● Exercise
Only the lines that include "Query" should be copied from the data below.

● Provided data
//! Query facade: one method per data category.
//!
//! Methods taking a CP-Stars id call the backend once. Methods taking a
//! Renson identifier resolve it to a CP-Stars id first (see [`Resolver`]) and
//! then issue the same call. Results are returned as the backend sent them and
//! errors are propagated as-is.

use crate::adapters::http::HttpBackend;
use crate::config::ClientConfig;
use crate::core::resolver::{ensure_catalog_id, CatalogResolver};
use crate::domain::model::{
    DataSource, ExternalDetails, Identifier, LightCurveMeasurement, Magnitude,
    MagnitudeAttribute, Motion, RadialVelocity, SpectrumMeasurement, Star, StarBasicInfo,
    StarDatasourceAttribute,
};
use crate::domain::operation::Operation;
use crate::domain::ports::{Backend, Resolver};
use crate::domain::reference::StarReference;
use crate::utils::error::{CpStarsError, Result};
use crate::utils::validation::{validate_records, ValidatedRecord};
use serde::de::DeserializeOwned;
use std::sync::Arc;

pub struct CpStars<B = HttpBackend, R = CatalogResolver<B>> {
    backend: Arc<B>,
    resolver: R,
    client_side_validation: bool,
}

impl CpStars {
    /// Client for the backend described by `config`.
    pub fn new(config: ClientConfig) -> Result<Self> {
        let backend = HttpBackend::new(&config)?;
        tracing::debug!("CP-Stars client for {}", backend.base_url());
        Ok(CpStars::with_backend(backend).with_client_side_validation(config.client_side_validation))
    }

    /// Client for the default CP-Stars backend address.
    pub fn with_default_host() -> Result<Self> {
        Self::new(ClientConfig::default())
    }
}

impl<B: Backend> CpStars<B, CatalogResolver<B>> {
    pub fn with_backend(backend: B) -> Self {
        let backend = Arc::new(backend);
        let resolver = CatalogResolver::new(Arc::clone(&backend));
        Self::from_parts(backend, resolver)
    }
}

impl<B: Backend, R: Resolver> CpStars<B, R> {
    pub fn from_parts(backend: Arc<B>, resolver: R) -> Self {
        Self {
            backend,
            resolver,
            client_side_validation: true,
        }
    }

    pub fn with_client_side_validation(mut self, enabled: bool) -> Self {
        self.client_side_validation = enabled;
        self
    }

    pub fn backend(&self) -> &B {
        &self.backend
    }

    pub fn resolver(&self) -> &R {
        &self.resolver
    }

    /// CP-Stars id for `star`, resolving a Renson identifier when needed.
    pub async fn primary_key(&self, star: StarReference) -> Result<i64> {
        match star {
            StarReference::Resolved { primary_key, .. } => Ok(primary_key),
            StarReference::Unresolved { catalog_id } => {
                self.resolver.resolve_by_catalog_id(&catalog_id).await
            }
        }
    }

    async fn fetch_value(&self, operation: &Operation) -> Result<serde_json::Value> {
        let value = self.backend.invoke(operation).await?;
        if value.is_null() {
            return Err(CpStarsError::not_found(operation.to_string()));
        }
        Ok(value)
    }

    fn decode<T: DeserializeOwned>(operation: &Operation, value: serde_json::Value) -> Result<T> {
        serde_json::from_value(value).map_err(|source| CpStarsError::Decode {
            operation: operation.name().to_string(),
            source,
        })
    }

    async fn fetch_one<T>(&self, operation: Operation) -> Result<T>
    where
        T: DeserializeOwned + ValidatedRecord,
    {
        let value = self.fetch_value(&operation).await?;
        let record: T = Self::decode(&operation, value)?;
        if self.client_side_validation {
            record.validate_fields()?;
        }
        Ok(record)
    }

    async fn fetch_many<T>(&self, operation: Operation) -> Result<Vec<T>>
    where
        T: DeserializeOwned + ValidatedRecord,
    {
        let value = self.fetch_value(&operation).await?;
        let records: Vec<T> = Self::decode(&operation, value)?;
        if self.client_side_validation {
            validate_records(&records)?;
        }
        tracing::debug!("{} returned {} records", operation.name(), records.len());
        Ok(records)
    }

    async fn fetch_many_for_star<T>(
        &self,
        star: StarReference,
        operation: fn(i64) -> Operation,
    ) -> Result<Vec<T>>
    where
        T: DeserializeOwned + ValidatedRecord,
    {
        let id = self.primary_key(star).await?;
        self.fetch_many(operation(id)).await
    }

    // --- listing -----------------------------------------------------------

    /// All stars in the database with basic information (Renson id,
    /// coordinates, binary component, category affiliation flag).
    pub async fn basic_info_for_stars(&self) -> Result<Vec<StarBasicInfo>> {
        self.fetch_many(Operation::BasicInfoStarsList).await
    }

    // --- star record -------------------------------------------------------

    pub async fn star_record(&self, star: impl Into<StarReference>) -> Result<Star> {
        match star.into() {
            StarReference::Resolved { primary_key, .. } => {
                self.fetch_one(Operation::Star { id: primary_key }).await
            }
            StarReference::Unresolved { catalog_id } => self.star_by_renson(&catalog_id).await,
        }
    }

    pub async fn star(&self, cp_stars_id: i64) -> Result<Star> {
        self.fetch_one(Operation::Star { id: cp_stars_id }).await
    }

    /// Star looked up directly by Renson identifier; one backend call.
    pub async fn star_by_renson(&self, renson_id: &str) -> Result<Star> {
        ensure_catalog_id(renson_id)?;
        self.fetch_one(Operation::StarByRenson {
            renson: renson_id.to_string(),
        })
        .await
    }

    // --- identifiers -------------------------------------------------------

    pub async fn identifiers(&self, star: impl Into<StarReference>) -> Result<Vec<Identifier>> {
        self.fetch_many_for_star(star.into(), |id| Operation::StarIdentifiers { id })
            .await
    }

    pub async fn identifiers_for_star(&self, cp_stars_id: i64) -> Result<Vec<Identifier>> {
        self.identifiers(cp_stars_id).await
    }

    pub async fn identifiers_for_star_by_renson(&self, renson_id: &str) -> Result<Vec<Identifier>> {
        self.identifiers(renson_id).await
    }

    // --- datasource attributes ---------------------------------------------

    /// Attributes of a star (e.g. spectral type), each with the data source it
    /// was taken from.
    pub async fn datasource_attributes(
        &self,
        star: impl Into<StarReference>,
    ) -> Result<Vec<StarDatasourceAttribute>> {
        self.fetch_many_for_star(star.into(), |id| Operation::StarDatasourceAttributes { id })
            .await
    }

    pub async fn star_attributes(&self, cp_stars_id: i64) -> Result<Vec<StarDatasourceAttribute>> {
        self.datasource_attributes(cp_stars_id).await
    }

    pub async fn star_attributes_by_renson(
        &self,
        renson_id: &str,
    ) -> Result<Vec<StarDatasourceAttribute>> {
        self.datasource_attributes(renson_id).await
    }

    // --- magnitude attributes ----------------------------------------------

    pub async fn magnitude_attributes(
        &self,
        star: impl Into<StarReference>,
    ) -> Result<Vec<MagnitudeAttribute>> {
        self.fetch_many_for_star(star.into(), |id| Operation::StarMagnitudesAttributes { id })
            .await
    }

    pub async fn magnitude_attributes_for_star(
        &self,
        cp_stars_id: i64,
    ) -> Result<Vec<MagnitudeAttribute>> {
        self.magnitude_attributes(cp_stars_id).await
    }

    pub async fn magnitude_attributes_for_star_by_renson(
        &self,
        renson_id: &str,
    ) -> Result<Vec<MagnitudeAttribute>> {
        self.magnitude_attributes(renson_id).await
    }

    // --- magnitudes --------------------------------------------------------

    pub async fn magnitudes(&self, star: impl Into<StarReference>) -> Result<Vec<Magnitude>> {
        self.fetch_many_for_star(star.into(), |id| Operation::StarMagnitudes { id })
            .await
    }

    pub async fn magnitudes_for_star(&self, cp_stars_id: i64) -> Result<Vec<Magnitude>> {
        self.magnitudes(cp_stars_id).await
    }

    pub async fn magnitudes_for_star_by_renson(&self, renson_id: &str) -> Result<Vec<Magnitude>> {
        self.magnitudes(renson_id).await
    }

    // --- motions -----------------------------------------------------------

    /// Parallaxes and proper motions (with errors) reported for the star.
    pub async fn motions(&self, star: impl Into<StarReference>) -> Result<Vec<Motion>> {
        self.fetch_many_for_star(star.into(), |id| Operation::StarMotions { id })
            .await
    }

    pub async fn motions_for_star(&self, cp_stars_id: i64) -> Result<Vec<Motion>> {
        self.motions(cp_stars_id).await
    }

    pub async fn motions_for_star_by_renson(&self, renson_id: &str) -> Result<Vec<Motion>> {
        self.motions(renson_id).await
    }

    // --- radial velocities -------------------------------------------------

    pub async fn radial_velocities(
        &self,
        star: impl Into<StarReference>,
    ) -> Result<Vec<RadialVelocity>> {
        self.fetch_many_for_star(star.into(), |id| Operation::StarRadialVelocities { id })
            .await
    }

    pub async fn radial_velocities_for_star(&self, cp_stars_id: i64) -> Result<Vec<RadialVelocity>> {
        self.radial_velocities(cp_stars_id).await
    }

    pub async fn radial_velocities_for_star_by_renson(
        &self,
        renson_id: &str,
    ) -> Result<Vec<RadialVelocity>> {
        self.radial_velocities(renson_id).await
    }

    // --- light curve -------------------------------------------------------

    pub async fn light_curve(
        &self,
        star: impl Into<StarReference>,
    ) -> Result<Vec<LightCurveMeasurement>> {
        self.fetch_many_for_star(star.into(), |id| Operation::StarLightCurveMeasurements { id })
            .await
    }

    pub async fn light_curve_for_star(&self, cp_stars_id: i64) -> Result<Vec<LightCurveMeasurement>> {
        self.light_curve(cp_stars_id).await
    }

    pub async fn light_curve_for_star_by_renson(
        &self,
        renson_id: &str,
    ) -> Result<Vec<LightCurveMeasurement>> {
        self.light_curve(renson_id).await
    }

    // --- spectrum ----------------------------------------------------------

    pub async fn spectrum(&self, star: impl Into<StarReference>) -> Result<Vec<SpectrumMeasurement>> {
        self.fetch_many_for_star(star.into(), |id| Operation::StarSpectraMeasurements { id })
            .await
    }

    pub async fn spectrum_for_star(&self, cp_stars_id: i64) -> Result<Vec<SpectrumMeasurement>> {
        self.spectrum(cp_stars_id).await
    }

    pub async fn spectrum_for_star_by_renson(
        &self,
        renson_id: &str,
    ) -> Result<Vec<SpectrumMeasurement>> {
        self.spectrum(renson_id).await
    }

    // --- external services -------------------------------------------------

    /// Subset of SIMBAD information. The name must include the catalogue
    /// prefix, e.g. `"Renson 61590"`; matching happens on the far side.
    pub async fn simbad_external_details(&self, star_name: &str) -> Result<ExternalDetails> {
        self.fetch_one(Operation::SimbadExternalDetails {
            star_name: star_name.to_string(),
        })
        .await
    }

    /// Vizier tables that mention the star. May be slow, the external
    /// service is queried on every call.
    pub async fn vizier_metadata(&self, star_name: &str) -> Result<ExternalDetails> {
        self.fetch_one(Operation::VizierMetadata {
            star_name: star_name.to_string(),
        })
        .await
    }

    // --- data sources ------------------------------------------------------

    pub async fn datasources(&self) -> Result<Vec<DataSource>> {
        self.fetch_many(Operation::Datasources).await
    }

    pub async fn datasource(&self, datasource_id: i64) -> Result<DataSource> {
        self.fetch_one(Operation::Datasource { id: datasource_id })
            .await
    }
}
use crate::adapters::output::OutputFormat;
use crate::config::toml_config::TomlConfig;
use crate::config::ClientConfig;
use crate::domain::reference::StarReference;
use crate::utils::error::{CpStarsError, Result};
use crate::utils::validation::Validate;
use clap::{Args, Parser, Subcommand};

#[derive(Debug, Clone, Parser)]
#[command(name = "cpstars")]
#[command(about = "Query the Chemically Peculiar Stars (CP-Stars) database")]
pub struct CliConfig {
    /// CP-Stars backend address (overrides config file and CPSTARS_HOST)
    #[arg(long, global = true)]
    pub host: Option<String>,

    /// Path to a TOML configuration file
    #[arg(short, long, global = true)]
    pub config: Option<String>,

    /// Request timeout in seconds
    #[arg(long, global = true)]
    pub timeout: Option<u64>,

    /// Output format
    #[arg(long, value_enum, global = true)]
    pub format: Option<OutputFormat>,

    /// Skip client-side validation of returned records
    #[arg(long, global = true)]
    pub no_validation: bool,

    #[arg(short, long, global = true, help = "Enable verbose output")]
    pub verbose: bool,

    #[arg(long, global = true, help = "Emit logs as JSON")]
    pub log_json: bool,

    #[command(subcommand)]
    pub command: Command,
}

#[derive(Debug, Clone, Subcommand)]
pub enum Command {
    /// List all stars with basic information
    BasicInfo,
    /// Star record
    Star(StarArgs),
    /// Identifiers stored for a star
    Identifiers(StarArgs),
    /// Attributes of a star with their data sources
    Attributes(StarArgs),
    /// Magnitude attributes of a star
    MagnitudeAttributes(StarArgs),
    /// Magnitudes of a star
    Magnitudes(StarArgs),
    /// Parallaxes and proper motions of a star
    Motions(StarArgs),
    /// Radial velocities of a star
    RadialVelocities(StarArgs),
    /// Light curve measurements of a star
    LightCurve(StarArgs),
    /// Spectrum measurements of a star
    Spectrum(StarArgs),
    /// SIMBAD details for a star name, e.g. "Renson 61590"
    Simbad { star_name: String },
    /// Vizier tables for a star name
    Vizier { star_name: String },
    /// Data sources known to the database
    Datasources {
        #[arg(long)]
        id: Option<i64>,
    },
}

#[derive(Debug, Clone, Args)]
#[group(required = true, multiple = false)]
pub struct StarArgs {
    /// CP-Stars database id
    #[arg(long)]
    pub id: Option<i64>,

    /// Renson catalog identifier
    #[arg(long)]
    pub renson: Option<String>,
}

impl StarArgs {
    pub fn reference(&self) -> Result<StarReference> {
        match (self.id, &self.renson) {
            (Some(id), _) => Ok(StarReference::by_primary_key(id)),
            (None, Some(renson)) => Ok(StarReference::by_catalog_id(renson.clone())),
            (None, None) => Err(CpStarsError::MissingConfig {
                field: "--id or --renson".to_string(),
            }),
        }
    }
}

impl CliConfig {
    /// 依序套用：預設值 -> 設定檔 -> 環境變數 -> 命令列參數
    pub fn client_config(&self) -> Result<(ClientConfig, OutputFormat)> {
        let mut config = ClientConfig::default();
        let mut format = OutputFormat::default();

        if let Some(path) = &self.config {
            let file_config = TomlConfig::from_file(path)?;
            file_config.validate()?;
            config = file_config.apply_to(config);
            if let Some(file_format) = file_config.output_format() {
                format = file_format.parse()?;
            }
        }

        config = config.apply_env()?;

        if let Some(host) = &self.host {
            config.host_address = host.clone();
        }
        if let Some(timeout) = self.timeout {
            config.timeout_seconds = Some(timeout);
        }
        if self.no_validation {
            config.client_side_validation = false;
        }
        if let Some(cli_format) = self.format {
            format = cli_format;
        }

        config.validate()?;
        Ok((config, format))
    }
}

● Output for this task
//! Query facade: one method per data category.
#[command(about = "Query the Chemically Peculiar Stars (CP-Stars) database")]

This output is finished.